Regeling van het college van burgemeester en wethouders van de gemeente Zutphen houdende bepalingen over het subsidiëren van jongerenhuisvesting (Subsidieregeling jongerenhuisvesting gemeente Zutphen 2018)

 

Artikel 1 Begripsomschrijvingen

Deze regeling verstaat onder:

  • a.

    Algemene subsidieverordening: de Algemene subsidieverordening gemeente Zutphen 2012;

  • b.

    college: het college van burgemeester en wethouders;

  • c.

    gemeente: gemeente Zutphen;

  • d.

    jongere: een jongvolwassene tussen de 18 en 23 jaar, die minimaal drie jaar is ingeschreven of ingeschreven is geweest in de basisregistratie personen (BRP) van de gemeente Zutphen;

  • e.

    onzelfstandige wooneenheid (kamer): een woonruimte zonder eigen keuken en zonder eigen sanitaire voorzieningen; keuken en sanitaire voorzieningen worden dus gedeeld met iemand anders;

  • f.

    zelfstandige wooneenheid: een woonruimte met eigen keuken en met sanitaire voorzieningen; keuken en sanitaire voorzieningen worden dus niet gedeeld met iemand anders;

Artikel 2 Reikwijdte subsidieregeling

Deze subsidieregeling heeft het stimuleren van jongerenhuisvesting tot doel.
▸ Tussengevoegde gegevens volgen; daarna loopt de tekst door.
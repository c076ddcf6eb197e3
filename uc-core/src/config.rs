//! Defaults and validation for the knobs `CompressOptions` exposes.
//!
//! A much smaller analogue of a full application config layer: still
//! serde+toml round-trippable with a `Default` impl and a `validate`
//! pass, but scoped only to what the compression engine itself reads.
//! Directory bootstrapping, hot-reload, and profiles belong to whatever
//! external daemon embeds this engine, not to the engine itself.

use serde::{Deserialize, Serialize};

use crate::error::{Result, UcError};
use crate::types::CompressOptions;

/// Serializable defaults for `CompressOptions`, suitable for a
/// `compress.toml` shipped alongside a caller's configuration.
#[derive(Debug, Clone, Serialize, Deserialize, PartialEq)]
#[serde(default)]
pub struct CompressorDefaults {
    pub preserve: Vec<String>,
    pub recency_window: usize,
    pub dedup: bool,
    pub fuzzy_dedup: bool,
    pub fuzzy_threshold: f64,
    pub token_budget: Option<u32>,
    pub min_recency_window: usize,
}

impl Default for CompressorDefaults {
    fn default() -> Self {
        let opts = CompressOptions::default();
        Self {
            preserve: opts.preserve,
            recency_window: opts.recency_window,
            dedup: opts.dedup,
            fuzzy_dedup: opts.fuzzy_dedup,
            fuzzy_threshold: opts.fuzzy_threshold,
            token_budget: opts.token_budget,
            min_recency_window: opts.min_recency_window,
        }
    }
}

impl CompressorDefaults {
    /// Parse a `CompressorDefaults` from TOML text.
    pub fn from_toml(text: &str) -> Result<Self> {
        toml::from_str(text).map_err(|e| UcError::config(e.to_string()))
    }

    /// Serialize back to TOML text.
    pub fn to_toml(&self) -> Result<String> {
        toml::to_string_pretty(self).map_err(|e| UcError::config(e.to_string()))
    }

    /// Reject nonsensical configurations before they reach `compress`.
    pub fn validate(&self) -> Result<()> {
        if self.fuzzy_threshold < 0.0 || self.fuzzy_threshold > 1.0 {
            return Err(UcError::config(format!(
                "fuzzy_threshold must be in [0, 1], got {}",
                self.fuzzy_threshold
            )));
        }
        if self.min_recency_window > self.recency_window && self.token_budget.is_none() {
            return Err(UcError::config(
                "min_recency_window must not exceed recency_window unless a token_budget search is requested".to_string(),
            ));
        }
        if let Some(budget) = self.token_budget {
            if budget == 0 {
                return Err(UcError::config("token_budget must be positive".to_string()));
            }
        }
        Ok(())
    }

    /// Build a `CompressOptions` from these defaults plus a source version.
    pub fn to_options(&self, source_version: i64) -> CompressOptions {
        CompressOptions {
            preserve: self.preserve.clone(),
            recency_window: self.recency_window,
            source_version,
            token_budget: self.token_budget,
            min_recency_window: self.min_recency_window,
            dedup: self.dedup,
            fuzzy_dedup: self.fuzzy_dedup,
            fuzzy_threshold: self.fuzzy_threshold,
            mode: None,
        }
    }
}

#[cfg(test)]
mod tests {
    use super::*;

    #[test]
    fn defaults_match_compress_options_default() {
        let defaults = CompressorDefaults::default();
        assert_eq!(defaults.preserve, vec!["system".to_string()]);
        assert_eq!(defaults.recency_window, 4);
        assert!(defaults.dedup);
        assert!(!defaults.fuzzy_dedup);
        assert!(defaults.validate().is_ok());
    }

    #[test]
    fn round_trips_through_toml() {
        let defaults = CompressorDefaults::default();
        let text = defaults.to_toml().unwrap();
        let parsed = CompressorDefaults::from_toml(&text).unwrap();
        assert_eq!(defaults, parsed);
    }

    #[test]
    fn rejects_out_of_range_fuzzy_threshold() {
        let mut defaults = CompressorDefaults::default();
        defaults.fuzzy_threshold = 1.5;
        assert!(defaults.validate().is_err());
    }
}
impl Emission {
    fn new() -> Self {
        Self {
            output: Vec::new(),
            verbatim: VerbatimMap::new(),
            compressed: 0,
            preserved: 0,
            deduped: 0,
            fuzzy_deduped: 0,
            original_chars: 0,
            compressed_chars: 0,
            original_tokens: 0,
            compressed_tokens: 0,
        }
    }

    fn emit_preserved(&mut self, message: &Message) {
        let len = message.content_len();
        self.original_chars += len;
        self.compressed_chars += len;
        self.original_tokens += estimate_tokens_for_len(len);
        self.compressed_tokens += estimate_tokens_for_len(len);
        self.output.push(message.clone());
        self.preserved += 1;
    }

    fn emit_dedup(&mut self, message: &Message, annotation: &DedupAnnotation, options: &CompressOptions) {
        let mut emitted = Message::new(message.id.clone(), message.index);
        emitted.role = message.role.clone();
        let content = dedup_tag(annotation);
        let original_len = message.content_len();
        let compressed_len = content.chars().count();
        self.original_chars += original_len;
        self.compressed_chars += compressed_len;
        self.original_tokens += estimate_tokens_for_len(original_len);
        self.compressed_tokens += estimate_tokens_for_len(compressed_len);
        emitted.content = Some(content);
        let provenance = UcOriginal {
            ids: vec![message.id.clone()],
            summary_id: summary_id(&[message.id.clone()]),
            parent_ids: parent_ids_for(&[message]),
            version: options.source_version,
        };
        emitted.set_provenance(&provenance);
        self.verbatim.insert(message.id.clone(), message.clone());
        self.output.push(emitted);
        self.compressed += 1;
        if annotation.similarity.is_some() {
            self.fuzzy_deduped += 1;
        } else {
            self.deduped += 1;
        }
    }

    fn emit_code_split(&mut self, message: &Message, options: &CompressOptions, summary_text: String) {
        let content = message.content.as_deref().unwrap_or("");
        let segments = split_code_and_prose(content);
        let prose = segments
            .iter()
            .filter(|s| !s.is_code())
            .map(Segment::content)
            .collect::<Vec<_>>()
            .join(" ");
        let suffix = entity_suffix(&prose);
        let code_body = segments
            .iter()
            .filter(|s| s.is_code())
            .map(Segment::content)
            .collect::<Vec<_>>()
            .join("\n\n");
        let new_content = format!("[summary: {summary_text}{suffix}]\n\n{code_body}");

        let original_len = message.content_len();
        self.original_chars += original_len;
        self.original_tokens += estimate_tokens_for_len(original_len);
        if new_content.chars().count() >= content.chars().count() {
            self.compressed_chars += content.chars().count();
            self.compressed_tokens += estimate_tokens_for_len(content.chars().count());
            self.output.push(message.clone());
            self.preserved += 1;
            return;
        }
        let new_len = new_content.chars().count();
        self.compressed_chars += new_len;
        self.compressed_tokens += estimate_tokens_for_len(new_len);
        let mut emitted = Message::new(message.id.clone(), message.index);
        emitted.role = message.role.clone();
        emitted.content = Some(new_content);
        let provenance = UcOriginal {
            ids: vec![message.id.clone()],
            summary_id: summary_id(&[message.id.clone()]),
            parent_ids: parent_ids_for(&[message]),
            version: options.source_version,
        };
        emitted.set_provenance(&provenance);
        self.verbatim.insert(message.id.clone(), message.clone());
        self.output.push(emitted);
        self.compressed += 1;
    }

    fn emit_run(&mut self, run: &[&Message], options: &CompressOptions, summary_text: String) {
        let k = run.len();
        let suffix = entity_suffix(
            &run.iter()
                .map(|m| m.content.as_deref().unwrap_or(""))
                .collect::<Vec<_>>()
                .join(" "),
        );
        let with_suffix = if k > 1 {
            format!("[summary: {summary_text} ({k} messages merged){suffix}]")
        } else {
            format!("[summary: {summary_text}{suffix}]")
        };

        let run_chars: usize = run.iter().map(|m| m.content_len()).sum();
        self.original_chars += run_chars;
        self.original_tokens += run
            .iter()
            .map(|m| estimate_tokens_for_len(m.content_len()))
            .sum::<u32>();

        // Compared against the separator-free sum of source lengths, per
        // the size-guard contract (property 4), not the space-joined
        // `combined_len` used to pick the summarizer's budget.
        let chosen = if with_suffix.chars().count() < run_chars {
            Some(with_suffix)
        } else {
            let without_suffix = if k > 1 {
                format!("[summary: {summary_text} ({k} messages merged)]")
            } else {
                format!("[summary: {summary_text}]")
            };
            if without_suffix.chars().count() < run_chars {
                Some(without_suffix)
            } else {
                None
            }
        };

        let Some(content) = chosen else {
            self.compressed_chars += run_chars;
            self.compressed_tokens += run
                .iter()
                .map(|m| estimate_tokens_for_len(m.content_len()))
                .sum::<u32>();
            for m in run {
                self.output.push((*m).clone());
            }
            self.preserved += k;
            return;
        };

        let content_len = content.chars().count();
        self.compressed_chars += content_len;
        self.compressed_tokens += estimate_tokens_for_len(content_len);
        let first = run[0];
        let mut emitted = Message::new(first.id.clone(), first.index);
        emitted.role = first.role.clone();
        emitted.metadata = first.metadata.clone();
        emitted.content = Some(content);
        let ids: Vec<String> = run.iter().map(|m| m.id.clone()).collect();
        let provenance = UcOriginal {
            ids: ids.clone(),
            summary_id: summary_id(&ids),
            parent_ids: parent_ids_for(run),
            version: options.source_version,
        };
        emitted.set_provenance(&provenance);
        for m in run {
            self.verbatim.insert(m.id.clone(), (*m).clone());
        }
        self.output.push(emitted);
        self.compressed += k;
    }

    fn finish(self, source_version: i64) -> (Vec<Message>, VerbatimMap, CompressionStats) {
        let ratio = if self.compressed_chars == 0 || self.original_chars == self.compressed_chars {
            1.0
        } else {
            self.original_chars as f64 / self.compressed_chars as f64
        };
        let token_ratio = if self.compressed_tokens == 0 || self.original_tokens == self.compressed_tokens {
            1.0
        } else {
            self.original_tokens as f64 / self.compressed_tokens as f64
        };
        let stats = CompressionStats {
            original_version: source_version,
            ratio,
            token_ratio,
            messages_compressed: self.compressed,
            messages_preserved: self.preserved,
            messages_deduped: (self.deduped > 0).then_some(self.deduped),
            messages_fuzzy_deduped: (self.fuzzy_deduped > 0).then_some(self.fuzzy_deduped),
        };
        (self.output, self.verbatim, stats)
    }
}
Deze regeling draagt daarmee bij aan:

  • a.

    de ontwikkeling van (betaalbare) woonruimte voor jongeren;

  • b.

    het tegengaan van het tekort aan woonruimte voor jongeren;

  • c.

    een langer verblijf van jongeren in de gemeente;

  • d.

    het benutten van leegstaand vastgoed door er wooneenheden voor jongeren in te realiseren;

  • e.

    het versterken van het woonklimaat in de gemeente.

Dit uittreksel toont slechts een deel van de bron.